J’ai souvenir que le programme de ce J1 cannois fut aux petites oignons. Emilia Perez (que j’attendais avec impatience et qui m’enthousiasma grandement) suivi d’une montée des marches, aux côtés de l’équipe du film The Substance signé Coralie Fargeat.
En voilà une réal française dont j’ignorais tout. Elle débarque sur la croisette avec son second opus aux cotés d’un casting 3 étoiles qui permet à Demi Moore de fouler le sol de Cannes pour la toute première fois, Margaret Qualey (que l’on a découverte dans Once Upon A Time in Hollywood) et Denis Quaid. Je passerai vite sur le rôle pénible de ce dernier qui incarne la beaufitude sans demi-mesure, Demi et Margaret portent le film.
Un « body horor » (j’ai appris ce terme cette année) qui n’est pas là pour épargner nos sens. Genou qui craque, colonne vertébrale qui se brise, accouchement par le dos (je ne sais comment vous présenter les choses autrement, soyons factuels !), peau qui suinte, ongle qui s’arrache et j’en passe…. Tout est là pour nous faire gigoter sur nos sièges.
La réal est allée jusqu’au bout de son projet, elle ne recule devant aucune peur d’aller trop en profondeur ni trop loin. Des réal hommes l’ont fait avant elle (on pense bien sûr à Cronenberg avant tout), pourquoi renoncerait-elle. Une façon, féministe s’il en est, de s’imposer dans ce pan d’un paysage cinématographique encore trop perçu comme étant masculin.
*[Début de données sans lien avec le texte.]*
//! CLI module for forgeplan.
//!
//! This module provides the command-line interface: argument
//! definitions and output formatting. Command handlers live in the
//! binary.

mod commands;
mod output;

pub use commands::{Cli, Commands, OutputFormat, StateCommands};
pub use output::OutputFormatter;
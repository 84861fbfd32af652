//! Error types for the forgeplan provisioning engine.
//!
//! Planning-phase errors (configuration, graph, plan) are fatal and are
//! raised before any state mutation. Execution-phase errors
//! ([`ProvisionError`]) are localized to a single execution node and are
//! reported in the run report instead of being raised.

use std::path::PathBuf;
use std::time::Duration;
use thiserror::Error;

use crate::config::ResourceAddress;

/// The main error type for forgeplan.
#[derive(Debug, Error)]
pub enum ForgeError {
    /// Configuration-related errors.
    #[error("Configuration error: {0}")]
    Config(#[from] ConfigError),

    /// Dependency graph errors.
    #[error("Graph error: {0}")]
    Graph(#[from] GraphError),

    /// Planning errors.
    #[error("Planning error: {0}")]
    Plan(#[from] PlanError),

    /// State management errors.
    #[error("State error: {0}")]
    State(#[from] StateError),

    /// Provisioning errors.
    #[error("Provisioning error: {0}")]
    Provision(#[from] ProvisionError),

    /// IO errors.
    #[error("IO error: {0}")]
    Io(#[from] std::io::Error),

    /// Generic internal error.
    #[error("Internal error: {0}")]
    Internal(String),
}

/// Configuration-related errors.
#[derive(Debug, Error)]
pub enum ConfigError {
    /// The configuration file was not found.
    #[error("Configuration file not found: {path}")]
    FileNotFound {
        /// Path to the missing file.
        path: PathBuf,
    },

    /// The configuration file could not be parsed.
    #[error("Failed to parse configuration: {message}")]
    ParseError {
        /// Description of the parse error.
        message: String,
        /// Optional source location.
        location: Option<String>,
    },

    /// Validation failed.
    #[error("Configuration validation failed: {message}")]
    ValidationError {
        /// Description of the validation error.
        message: String,
        /// Field that failed validation.
        field: Option<String>,
    },

    /// A variable was referenced but never defined.
    #[error("Undefined variable: {name}")]
    UndefinedVariable {
        /// Name of the variable.
        name: String,
    },

    /// Duplicate resource definition.
    #[error("Duplicate resource address: {address}")]
    DuplicateAddress {
        /// The duplicated address.
        address: String,
    },

    /// A resource address could not be parsed.
    #[error("Invalid resource address '{address}': {reason}")]
    InvalidAddress {
        /// The offending text.
        address: String,
        /// Why it was rejected.
        reason: String,
    },

    /// A `${...}` expression could not be parsed.
    #[error("Invalid expression '{expression}': {reason}")]
    InvalidExpression {
        /// The offending expression.
        expression: String,
        /// Why it was rejected.
        reason: String,
    },

    /// No provisioning client is registered for a resource type.
    #[error("No provisioner registered for resource type '{resource_type}' (used by {address})")]
    UnknownResourceType {
        /// The unregistered type.
        resource_type: String,
        /// First resource using it.
        address: String,
    },
}

/// A dependency cycle in a graph, listed as a closed path.
///
/// The first address is repeated at the end: `a -> b -> a`.
#[derive(Debug, Clone, PartialEq, Eq, Error)]
#[error("dependency cycle: {}", format_cycle(.cycle))]
pub struct CycleError {
    /// Members of the cycle in traversal order.
    pub cycle: Vec<String>,
}

fn format_cycle(cycle: &[String]) -> String {
    cycle.join(" -> ")
}

/// Dependency graph errors.
#[derive(Debug, Error)]
pub enum GraphError {
    /// The graph contains a cycle.
    #[error(transparent)]
    Cycle(#[from] CycleError),

    /// A dependency points at an address that is not in the configuration.
    #[error("{from} depends on {to}, which is not declared")]
    UnknownDependency {
        /// The dependent resource.
        from: ResourceAddress,
        /// The missing dependency.
        to: ResourceAddress,
    },
}

/// Planning errors.
#[derive(Debug, Error)]
pub enum PlanError {
    /// A change would destroy a resource protected by `prevent_destroy`.
    #[error("Resource {address} has lifecycle.prevent_destroy set but the plan would destroy it")]
    DestroyBlocked {
        /// The protected resource.
        address: ResourceAddress,
    },

    /// A saved plan no longer matches the configuration and state.
    #[error("Saved plan is stale: computed against {expected}, current inputs hash to {found}")]
    StalePlan {
        /// Fingerprint recorded in the plan.
        expected: String,
        /// Fingerprint of the current inputs.
        found: String,
    },

    /// A saved plan file could not be read.
    #[error("Invalid plan file {path}: {message}")]
    InvalidPlanFile {
        /// Path of the plan file.
        path: PathBuf,
        /// Description of the problem.
        message: String,
    },

    /// A recorded move cannot be applied to the current state.
    #[error("Cannot move {from} to {to}: {reason}")]
    InvalidMove {
        /// Source address.
        from: ResourceAddress,
        /// Destination address.
        to: ResourceAddress,
        /// Why the move is rejected.
        reason: String,
    },
}

/// State management errors.
#[derive(Debug, Error)]
pub enum StateError {
    /// Optimistic concurrency check failed.
    #[error("State conflict on {address}: expected serial {expected}, found {found}")]
    Conflict {
        /// Address being written.
        address: ResourceAddress,
        /// Serial the writer expected.
        expected: u64,
        /// Serial actually stored.
        found: u64,
    },

    /// State is corrupted.
    #[error("State is corrupted: {message}")]
    Corrupted {
        /// Description of the corruption.
        message: String,
    },

    /// State was used before `open` was called.
    #[error("State store has not been opened")]
    NotOpen,

    /// State lock acquisition failed.
    #[error("Failed to acquire state lock: {message}")]
    LockFailed {
        /// Description of the lock failure.
        message: String,
    },

    /// State lock is held by another process.
    #[error("State is locked by another process (lock holder: {holder}, since: {since})")]
    LockedByOther {
        /// Identifier of the lock holder.
        holder: String,
        /// When the lock was acquired.
        since: String,
    },

    /// Filesystem error in a state backend.
    #[error("State storage error: {message}")]
    Storage {
        /// Description of the failure.
        message: String,
    },

    /// Serialization error.
    #[error("State serialization error: {message}")]
    SerializationError {
        /// Description of the serialization error.
        message: String,
    },

    /// State version mismatch.
    #[error("State version mismatch: expected {expected}, found {found}")]
    VersionMismatch {
        /// Expected state version.
        expected: u32,
        /// Found state version.
        found: u32,
    },
}

/// Errors raised by provisioning clients while executing a change.
#[derive(Debug, Clone, Error, PartialEq, Eq)]
pub enum ProvisionError {
    /// The remote API rejected the request.
    #[error("API error: {message}")]
    Api {
        /// Message returned by the API.
        message: String,
    },

    /// The request could not be delivered.
    #[error("transport error: {message}")]
    Transport {
        /// Description of the transport failure.
        message: String,
    },

    /// The object does not exist.
    #[error("object {real_id} not found")]
    NotFound {
        /// Provider-assigned identifier.
        real_id: String,
    },

    /// The attributes handed to the client are unusable.
    #[error("invalid attributes: {message}")]
    InvalidAttributes {
        /// Description of the problem.
        message: String,
    },

    /// The action exceeded its deadline.
    #[error("{address} timed out after {}s", .after.as_secs_f64())]
    Timeout {
        /// Resource whose action timed out.
        address: String,
        /// Deadline that was exceeded.
        after: Duration,
    },
}

/// Why a single execution node failed.
#[derive(Debug, Clone, Error, PartialEq, Eq)]
pub enum NodeError {
    /// The provisioning client failed or timed out.
    #[error(transparent)]
    Provision(#[from] ProvisionError),

    /// A reference could not be resolved against live state.
    #[error("cannot resolve {attribute}: {reason}")]
    Unresolved {
        /// Attribute holding the reference.
        attribute: String,
        /// Why resolution failed.
        reason: String,
    },

    /// Reading or writing the state store failed.
    #[error("state write failed: {0}")]
    State(String),

    /// The node could not run at all.
    #[error("{0}")]
    Internal(String),
}

/// Result type alias for forgeplan operations.
pub type Result<T> = std::result::Result<T, ForgeError>;

/// Result type alias for provisioning client calls.
pub type ProvisionResult<T> = std::result::Result<T, ProvisionError>;

impl ForgeError {
    /// Creates a new internal error with the given message.
    #[must_use]
    pub fn internal(message: impl Into<String>) -> Self {
        Self::Internal(message.into())
    }

    /// Returns true if this error is retryable.
    ///
    /// A state conflict is resolved by re-planning against fresh state.
    #[must_use]
    pub const fn is_retryable(&self) -> bool {
        matches!(
            self,
            Self::State(StateError::Conflict { .. } | StateError::LockFailed { .. })
                | Self::Provision(ProvisionError::Transport { .. })
        )
    }

    /// Returns true if this error was raised before any mutation could happen.
    #[must_use]
    pub const fn is_planning_error(&self) -> bool {
        matches!(self, Self::Config(_) | Self::Graph(_) | Self::Plan(_))
    }
}

impl ConfigError {
    /// Creates a validation error for a specific field.
    #[must_use]
    pub fn validation(message: impl Into<String>, field: impl Into<String>) -> Self {
        Self::ValidationError {
            message: message.into(),
            field: Some(field.into()),
        }
    }

    /// Creates a validation error without a specific field.
    #[must_use]
    pub fn validation_general(message: impl Into<String>) -> Self {
        Self::ValidationError {
            message: message.into(),
            field: None,
        }
    }

    /// Creates an invalid expression error.
    #[must_use]
    pub fn expression(expression: impl Into<String>, reason: impl Into<String>) -> Self {
        Self::InvalidExpression {
            expression: expression.into(),
            reason: reason.into(),
        }
    }
}

impl StateError {
    /// Creates a storage error with the given message.
    #[must_use]
    pub fn storage(message: impl Into<String>) -> Self {
        Self::Storage {
            message: message.into(),
        }
    }

    /// Creates a serialization error with the given message.
    #[must_use]
    pub fn serialization(message: impl Into<String>) -> Self {
        Self::SerializationError {
            message: message.into(),
        }
    }
}

impl ProvisionError {
    /// Creates an API error.
    #[must_use]
    pub fn api(message: impl Into<String>) -> Self {
        Self::Api {
            message: message.into(),
        }
    }

    /// Creates a transport error.
    #[must_use]
    pub fn transport(message: impl Into<String>) -> Self {
        Self::Transport {
            message: message.into(),
        }
    }

    /// Creates an invalid attributes error.
    #[must_use]
    pub fn invalid(message: impl Into<String>) -> Self {
        Self::InvalidAttributes {
            message: message.into(),
        }
    }

    /// Returns true for deadline failures.
    #[must_use]
    pub const fn is_timeout(&self) -> bool {
        matches!(self, Self::Timeout { .. })
    }
}

impl NodeError {
    /// Wraps a state store error.
    #[must_use]
    pub fn state(error: &ForgeError) -> Self {
        Self::State(error.to_string())
    }

    /// Returns true if the provisioning call exceeded its deadline.
    #[must_use]
    pub const fn is_timeout(&self) -> bool {
        matches!(self, Self::Provision(e) if e.is_timeout())
    }
}
//! Plan execution.
//!
//! A plan expands into an [`ExecutionGraph`] of provisioning calls with
//! "must happen before" edges. The [`Scheduler`] walks it with a ready
//! set, runs at most `parallelism` nodes at a time and commits each
//! success to the state store before any dependent is dispatched.

use chrono::{DateTime, Utc};
use petgraph::graph::{DiGraph, NodeIndex};
use petgraph::visit::Dfs;
use petgraph::Direction;
use serde::{Serialize, Serializer};
use std::cmp::Reverse;
use std::collections::{BTreeMap, BTreeSet, BinaryHeap};
use std::fmt;
use std::future::Future;
use std::sync::atomic::{AtomicU64, Ordering};
use std::sync::Arc;
use std::time::Duration;
use tokio::task::JoinSet;
use tokio_util::sync::CancellationToken;
use tracing::{debug, error, info, warn};

use crate::config::{
    find_references, lookup_known, resolve_attributes, Attributes, Move, PlannedValue, Reference,
    ResourceAddress, ResourceSpec, Settings,
};
use crate::error::{CycleError, ForgeError, GraphError, NodeError, ProvisionError, ProvisionResult, Result};
use crate::graph::find_cycle;
use crate::provider::{ProviderRegistry, Provisioner};
use crate::state::{move_record, RunHistoryEntry, RunOperation, StateRecord, StateStore};

use super::diff::{ChangeAction, ResourceChange};
use super::lifecycle::{carry_ignored, ReplaceMode};
use super::plan::{Plan, PlanIntent};

/// Default number of nodes in flight.
pub const DEFAULT_PARALLELISM: usize = 10;

/// Default per-action deadline.
pub const DEFAULT_TIMEOUT: Duration = Duration::from_secs(300);

/// One provisioning step.
#[derive(Debug, Clone, PartialEq, Eq, PartialOrd, Ord, Hash, Serialize)]
#[serde(tag = "kind", content = "detail", rename_all = "snake_case")]
pub enum NodeKind {
    /// Create a new object.
    Create,
    /// Update the object in place.
    Update,
    /// Delete the object.
    Destroy,
    /// New object of a replacement.
    CreateReplacement(ReplaceMode),
    /// Old object of a replacement.
    DestroyReplaced(ReplaceMode),
    /// Leftover object of an earlier create-first replacement.
    DestroyDeposed(String),
}
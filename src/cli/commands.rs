//! CLI command definitions.
//!
//! This module defines all CLI commands and their arguments using clap.

use clap::{Parser, Subcommand};
use std::path::PathBuf;

/// Forgeplan - declarative resource planning and provisioning.
#[derive(Parser, Debug)]
#[command(name = "forgeplan")]
#[command(author, version, about, long_about = None)]
#[command(propagate_version = true)]
pub struct Cli {
    /// Path to the configuration file.
    #[arg(short, long, global = true, env = "FORGEPLAN_CONFIG")]
    pub config: Option<PathBuf>,

    /// Enable verbose output.
    #[arg(short, long, global = true)]
    pub verbose: bool,

    /// Emit logs as JSON lines.
    #[arg(long, global = true)]
    pub log_json: bool,

    /// Output format (text, json).
    #[arg(long, global = true, default_value = "text")]
    pub output: OutputFormat,

    /// Set a variable (`name=value`); may be repeated.
    #[arg(long = "var", global = true, value_name = "NAME=VALUE", value_parser = parse_var)]
    pub vars: Vec<(String, String)>,

    /// Subcommand to execute.
    #[command(subcommand)]
    pub command: Commands,
}

/// Available CLI commands.
#[derive(Subcommand, Debug)]
pub enum Commands {
    /// Initialize a new project.
    Init {
        /// Directory to initialize (defaults to current directory).
        #[arg(default_value = ".")]
        path: PathBuf,

        /// Force overwrite existing files.
        #[arg(short, long)]
        force: bool,
    },

    /// Validate the configuration.
    Validate {
        /// Show all warnings, not just errors.
        #[arg(short, long)]
        warnings: bool,
    },

    /// Compute and display the plan.
    ///
    /// Exits with 0 when nothing changes, 2 when the plan has changes.
    Plan {
        /// Save the plan to a file for a later `apply --plan-file`.
        #[arg(long, value_name = "FILE")]
        out: Option<PathBuf>,

        /// Show attribute-level differences.
        #[arg(short, long)]
        detailed: bool,
    },

    /// Apply the configuration.
    Apply {
        /// Skip confirmation prompt.
        #[arg(short, long)]
        yes: bool,

        /// Execute a previously saved plan.
        #[arg(long, value_name = "FILE")]
        plan_file: Option<PathBuf>,

        /// Maximum provisioning calls in flight.
        #[arg(long)]
        parallelism: Option<usize>,
    },

    /// Destroy every recorded resource.
    Destroy {
        /// Skip confirmation prompt.
        #[arg(short, long)]
        yes: bool,

        /// Maximum provisioning calls in flight.
        #[arg(long)]
        parallelism: Option<usize>,
    },

    /// Update state from the real objects.
    Refresh,

    /// Check for drift between state and the real objects.
    Drift,

    /// Print the dependency graph in DOT format.
    Graph,

    /// Inspect and edit state.
    State {
        /// State subcommand.
        #[command(subcommand)]
        command: StateCommands,
    },
}

/// State management subcommands.
#[derive(Subcommand, Debug)]
pub enum StateCommands {
    /// List recorded addresses.
    List,

    /// Show one record.
    Show {
        /// Resource address.
        address: String,
    },

    /// Forget a record without destroying its object.
    Rm {
        /// Resource address.
        address: String,
    },

    /// Move a record to a new address.
    Mv {
        /// Current address.
        from: String,
        /// New address.
        to: String,
    },

    /// Lock the state.
    Lock {
        /// Lock holder identifier.
        #[arg(long)]
        holder: Option<String>,
    },

    /// Unlock the state.
    Unlock {
        /// Lock ID to unlock.
        #[arg(long)]
        lock_id: Option<String>,

        /// Release whatever lock is held.
        #[arg(long)]
        force: bool,
    },

    /// Show run history.
    History {
        /// Number of entries to show.
        #[arg(short = 'n', long, default_value = "20")]
        limit: usize,
    },
}

/// Output format options.
#[derive(Debug, Clone, Copy, Default, PartialEq, Eq, clap::ValueEnum)]
pub enum OutputFormat {
    /// Human-readable text output.
    #[default]
    Text,
    /// JSON output for scripting.
    Json,
}

impl Cli {
    /// Parses CLI arguments from the command line.
    #[must_use]
    pub fn parse_args() -> Self {
        Self::parse()
    }
}

/// Parses a `name=value` pair.
fn parse_var(raw: &str) -> Result<(String, String), String> {
    let (name, value) = raw
        .split_once('=')
        .ok_or_else(|| format!("expected NAME=VALUE, got '{raw}'"))?;
    let name = name.trim();
    if name.is_empty() {
        return Err(format!("variable name is empty in '{raw}'"));
    }
    Ok((name.to_string(), value.to_string()))
}

#[cfg(test)]
mod tests {
    use super::*;
    use clap::CommandFactory;

    #[test]
    fn test_cli_definition() {
        Cli::command().debug_assert();
    }

    #[test]
    fn test_parse_plan_with_vars() {
        let cli = Cli::try_parse_from([
            "forgeplan",
            "--var",
            "region=eu-west-1",
            "--var",
            "greeting=a=b",
            "plan",
            "--out",
            "plan.json",
        ])
        .unwrap();

        assert_eq!(
            cli.vars,
            vec![
                ("region".to_string(), "eu-west-1".to_string()),
                ("greeting".to_string(), "a=b".to_string()),
            ]
        );
        assert!(matches!(cli.command, Commands::Plan { out: Some(_), detailed: false }));
    }

    #[test]
    fn test_parse_state_mv() {
        let cli = Cli::try_parse_from(["forgeplan", "state", "mv", "null_resource.a", "null_resource.b"]).unwrap();
        let Commands::State {
            command: StateCommands::Mv { from, to },
        } = cli.command
        else {
            panic!("expected state mv");
        };
        assert_eq!(from, "null_resource.a");
        assert_eq!(to, "null_resource.b");
    }

    #[test]
    fn test_rejects_malformed_var() {
        assert!(parse_var("novalue").is_err());
        assert!(parse_var("=x").is_err());
        assert_eq!(parse_var("a=").unwrap(), ("a".to_string(), String::new()));
    }
}
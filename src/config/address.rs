//! Resource addresses.
//!
//! An address is `module.<m>....<type>.<name>` with an optional instance
//! key: `[0]` for `count` instances and `["key"]` for `for_each`.

use serde::{Deserialize, Serialize};
use std::fmt;
use std::str::FromStr;

use crate::error::ConfigError;

/// Instance key of a resource expanded with `count` or `for_each`.
#[derive(Debug, Clone, PartialEq, Eq, PartialOrd, Ord, Hash)]
pub enum InstanceKey {
    /// Position produced by `count`.
    Index(u64),
    /// Key produced by `for_each`.
    Key(String),
}

/// Unique identifier of a resource within a configuration.
#[derive(Debug, Clone, PartialEq, Eq, PartialOrd, Ord, Hash, Serialize, Deserialize)]
#[serde(try_from = "String", into = "String")]
pub struct ResourceAddress {
    /// Names of the enclosing modules, outermost first.
    pub module_path: Vec<String>,
    /// Resource type, e.g. `local_file`.
    pub resource_type: String,
    /// Resource name within its module.
    pub name: String,
    /// Instance key for expanded resources.
    pub index: Option<InstanceKey>,
}

/// One `name` or `name[key]` step of a dotted traversal.
#[derive(Debug, Clone, PartialEq, Eq)]
pub(crate) struct Segment {
    pub name: String,
    pub index: Option<InstanceKey>,
}

impl ResourceAddress {
    /// Creates a root-module address without instance key.
    #[must_use]
    pub fn new(resource_type: impl Into<String>, name: impl Into<String>) -> Self {
        Self {
            module_path: Vec::new(),
            resource_type: resource_type.into(),
            name: name.into(),
            index: None,
        }
    }

    /// Places the address inside the given module path.
    #[must_use]
    pub fn in_module(mut self, module_path: &[String]) -> Self {
        self.module_path = module_path.to_vec();
        self
    }

    /// Sets the instance key.
    #[must_use]
    pub fn with_index(mut self, index: InstanceKey) -> Self {
        self.index = Some(index);
        self
    }

    /// Returns the address without its instance key.
    #[must_use]
    pub fn base(&self) -> Self {
        Self {
            index: None,
            ..self.clone()
        }
    }

    /// Parses an address relative to a module path.
    ///
    /// # Errors
    ///
    /// Returns an error if the text is not a valid address.
    pub fn parse_relative(text: &str, module_path: &[String]) -> Result<Self, ConfigError> {
        let segments = parse_segments(text)?;
        let (relative, rest) = split_address(text, &segments)?;
        if !rest.is_empty() {
            return Err(invalid(text, "unexpected trailing segments"));
        }
        let mut full = module_path.to_vec();
        full.extend(relative.module_path);
        Ok(Self {
            module_path: full,
            ..relative
        })
    }
}

/// Splits a traversal into a resource address and the remaining segments.
pub(crate) fn split_address<'a>(
    text: &str,
    segments: &'a [Segment],
) -> Result<(ResourceAddress, &'a [Segment]), ConfigError> {
    let mut module_path = Vec::new();
    let mut i = 0;
    while segments.get(i).is_some_and(|s| s.name == "module") {
        let module = segments
            .get(i + 1)
            .ok_or_else(|| invalid(text, "module keyword without a module name"))?;
        if segments[i].index.is_some() || module.index.is_some() {
            return Err(invalid(text, "module instances are not supported"));
        }
        module_path.push(module.name.clone());
        i += 2;
    }

    let resource_type = segments
        .get(i)
        .ok_or_else(|| invalid(text, "missing resource type"))?;
    let name = segments
        .get(i + 1)
        .ok_or_else(|| invalid(text, "missing resource name"))?;
    if resource_type.index.is_some() {
        return Err(invalid(text, "resource type cannot carry an index"));
    }

    let address = ResourceAddress {
        module_path,
        resource_type: resource_type.name.clone(),
        name: name.name.clone(),
        index: name.index.clone(),
    };
    Ok((address, &segments[i + 2..]))
}

/// Parses `a.b[0].c["k"]` into segments.
pub(crate) fn parse_segments(text: &str) -> Result<Vec<Segment>, ConfigError> {
    let mut segments = Vec::new();
    let mut chars = text.chars().peekable();

    loop {
        let mut name = String::new();
        while let Some(&c) = chars.peek() {
            if c == '.' || c == '[' {
                break;
            }
            name.push(c);
            chars.next();
        }
        if !is_identifier(&name) {
            return Err(invalid(text, format!("'{name}' is not a valid identifier")));
        }

        let mut index = None;
        if chars.peek() == Some(&'[') {
            chars.next();
            index = Some(parse_index(text, &mut chars)?);
        }
        segments.push(Segment { name, index });

        match chars.next() {
            None => break,
            Some('.') => {}
            Some(c) => return Err(invalid(text, format!("unexpected character '{c}'"))),
        }
    }

    Ok(segments)
}

/// Parses the body of an index after its opening bracket, consuming the
/// closing bracket. Quoted keys accept `\"` and `\\` escapes.
fn parse_index(
    text: &str,
    chars: &mut std::iter::Peekable<std::str::Chars<'_>>,
) -> Result<InstanceKey, ConfigError> {
    if chars.peek() == Some(&'"') {
        chars.next();
        let mut key = String::new();
        loop {
            match chars.next() {
                Some('"') => break,
                Some('\\') => match chars.next() {
                    Some(c @ ('"' | '\\')) => key.push(c),
                    _ => return Err(invalid(text, "invalid escape in index key")),
                },
                Some(c) => key.push(c),
                None => return Err(invalid(text, "unterminated index")),
            }
        }
        if chars.next() != Some(']') {
            return Err(invalid(text, "expected ']' after quoted key"));
        }
        return Ok(InstanceKey::Key(key));
    }

    let mut raw = String::new();
    loop {
        match chars.next() {
            Some(']') => break,
            Some(c) => raw.push(c),
            None => return Err(invalid(text, "unterminated index")),
        }
    }
    raw.parse::<u64>()
        .map(InstanceKey::Index)
        .map_err(|_| invalid(text, format!("index '{raw}' must be a number or a quoted key")))
}

/// Returns true for `[A-Za-z_][A-Za-z0-9_-]*`.
#[must_use]
pub fn is_identifier(name: &str) -> bool {
    let mut chars = name.chars();
    match chars.next() {
        Some(c) if c.is_ascii_alphabetic() || c == '_' => {}
        _ => return false,
    }
    chars.all(|c| c.is_ascii_alphanumeric() || c == '_' || c == '-')
}

fn invalid(text: &str, reason: impl Into<String>) -> ConfigError {
    ConfigError::InvalidAddress {
        address: text.to_string(),
        reason: reason.into(),
    }
}

impl FromStr for ResourceAddress {
    type Err = ConfigError;

    fn from_str(s: &str) -> Result<Self, Self::Err> {
        Self::parse_relative(s, &[])
    }
}

impl TryFrom<String> for ResourceAddress {
    type Error = ConfigError;

    fn try_from(value: String) -> Result<Self, Self::Error> {
        value.parse()
    }
}

impl From<ResourceAddress> for String {
    fn from(address: ResourceAddress) -> Self {
        address.to_string()
    }
}

impl fmt::Display for InstanceKey {
    fn fmt(&self, f: &mut fmt::Formatter<'_>) -> fmt::Result {
        match self {
            Self::Index(i) => write!(f, "[{i}]"),
            Self::Key(k) => {
                f.write_str("[\"")?;
                for c in k.chars() {
                    if matches!(c, '"' | '\\') {
                        f.write_str("\\")?;
                    }
                    write!(f, "{c}")?;
                }
                f.write_str("\"]")
            }
        }
    }
}

impl fmt::Display for ResourceAddress {
    fn fmt(&self, f: &mut fmt::Formatter<'_>) -> fmt::Result {
        for module in &self.module_path {
            write!(f, "module.{module}.")?;
        }
        write!(f, "{}.{}", self.resource_type, self.name)?;
        if let Some(index) = &self.index {
            write!(f, "{index}")?;
        }
        Ok(())
    }
}

#[cfg(test)]
mod tests {
    use super::*;

    #[test]
    fn test_parse_simple() {
        let addr: ResourceAddress = "local_file.motd".parse().unwrap();
        assert_eq!(addr.resource_type, "local_file");
        assert_eq!(addr.name, "motd");
        assert!(addr.module_path.is_empty());
        assert!(addr.index.is_none());
    }

    #[test]
    fn test_parse_module_and_index() {
        let addr: ResourceAddress = "module.net.module.edge.null_resource.gw[3]".parse().unwrap();
        assert_eq!(addr.module_path, vec!["net", "edge"]);
        assert_eq!(addr.index, Some(InstanceKey::Index(3)));
        assert_eq!(addr.to_string(), "module.net.module.edge.null_resource.gw[3]");
    }

    #[test]
    fn test_parse_string_key_with_dot() {
        let addr: ResourceAddress = r#"local_file.cfg["a.b"]"#.parse().unwrap();
        assert_eq!(addr.index, Some(InstanceKey::Key("a.b".into())));
        assert_eq!(addr.to_string(), r#"local_file.cfg["a.b"]"#);
    }

    #[test]
    fn test_string_key_with_quotes_round_trips() {
        for key in [r#"a"]b"#, r"back\slash", r#"\""#, "[]", ""] {
            let addr = ResourceAddress::new("null_resource", "n").with_index(InstanceKey::Key(key.to_string()));
            let rendered = addr.to_string();
            let back: ResourceAddress = rendered.parse().unwrap();
            assert_eq!(back, addr, "{rendered}");
        }
        assert_eq!(
            ResourceAddress::new("null_resource", "n")
                .with_index(InstanceKey::Key(r#"a"]b"#.to_string()))
                .to_string(),
            r#"null_resource.n["a\"]b"]"#
        );
        assert!(r#"null_resource.n["a\x"]"#.parse::<ResourceAddress>().is_err());
        assert!(r#"null_resource.n["a"x]"#.parse::<ResourceAddress>().is_err());
    }

    #[test]
    fn test_parse_relative() {
        let module = vec!["net".to_string()];
        let addr = ResourceAddress::parse_relative("null_resource.a", &module).unwrap();
        assert_eq!(addr.to_string(), "module.net.null_resource.a");
    }

    #[test]
    fn test_parse_rejects_garbage() {
        assert!("local_file".parse::<ResourceAddress>().is_err());
        assert!("local_file.a.b".parse::<ResourceAddress>().is_err());
        assert!("1abc.x".parse::<ResourceAddress>().is_err());
        assert!("local_file.a[x]".parse::<ResourceAddress>().is_err());
        assert!("local_file.a[0".parse::<ResourceAddress>().is_err());
        assert!("module.local_file".parse::<ResourceAddress>().is_err());
    }

    #[test]
    fn test_ordering_is_componentwise() {
        let mut addrs: Vec<ResourceAddress> = ["b_t.a", "a_t.z", "module.m.a_t.a", "a_t.a[1]", "a_t.a"]
            .iter()
            .map(|s| s.parse().unwrap())
            .collect();
        addrs.sort();
        let rendered: Vec<String> = addrs.iter().map(ToString::to_string).collect();
        assert_eq!(
            rendered,
            vec!["a_t.a", "a_t.a[1]", "a_t.z", "b_t.a", "module.m.a_t.a"]
        );
    }

    #[test]
    fn test_serde_as_string() {
        let addr: ResourceAddress = "module.m.null_resource.x[\"k\"]".parse().unwrap();
        let json = serde_json::to_string(&addr).unwrap();
        assert_eq!(json, r#""module.m.null_resource.x[\"k\"]""#);
        let back: ResourceAddress = serde_json::from_str(&json).unwrap();
        assert_eq!(back, addr);
    }
}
Ajoutons à cela Demi Moore (61 ans, dont le physique fait beaucoup parler) qui joue justement sur cette image. La réalité d’Hollywood (et plus largement) n’est autre que passé un certain âge, vous n’êtes plus rien, comme périmée. C’est d’une violence terrible. Ce monde terriblement basique et superficiel se complait à ne rechercher que la fraicheur, la pureté, la délicatesse… autant de qualificatifs uniquement liés à la jeunesse. Comme si passé l’âge de quarante ans, une femme n’était plus en mesure d’être fraiche, pure ou délicate…
Coralie Fargeat nous invite ainsi à repenser nos critères d’appréciation de la femme. Elle le fait par le prisme des codes du film de genre et c’est une réussite. Une réussite grinçante que je n’aurais pas récompensée par ce Prix du Scénario (peut-être l’aspect le moins probant de son film) mais par un prix de Mise en scène… Mais ce n’est pas de mon ressort et le principal étant que le film soit vu et reconnu pour ce qu’il est.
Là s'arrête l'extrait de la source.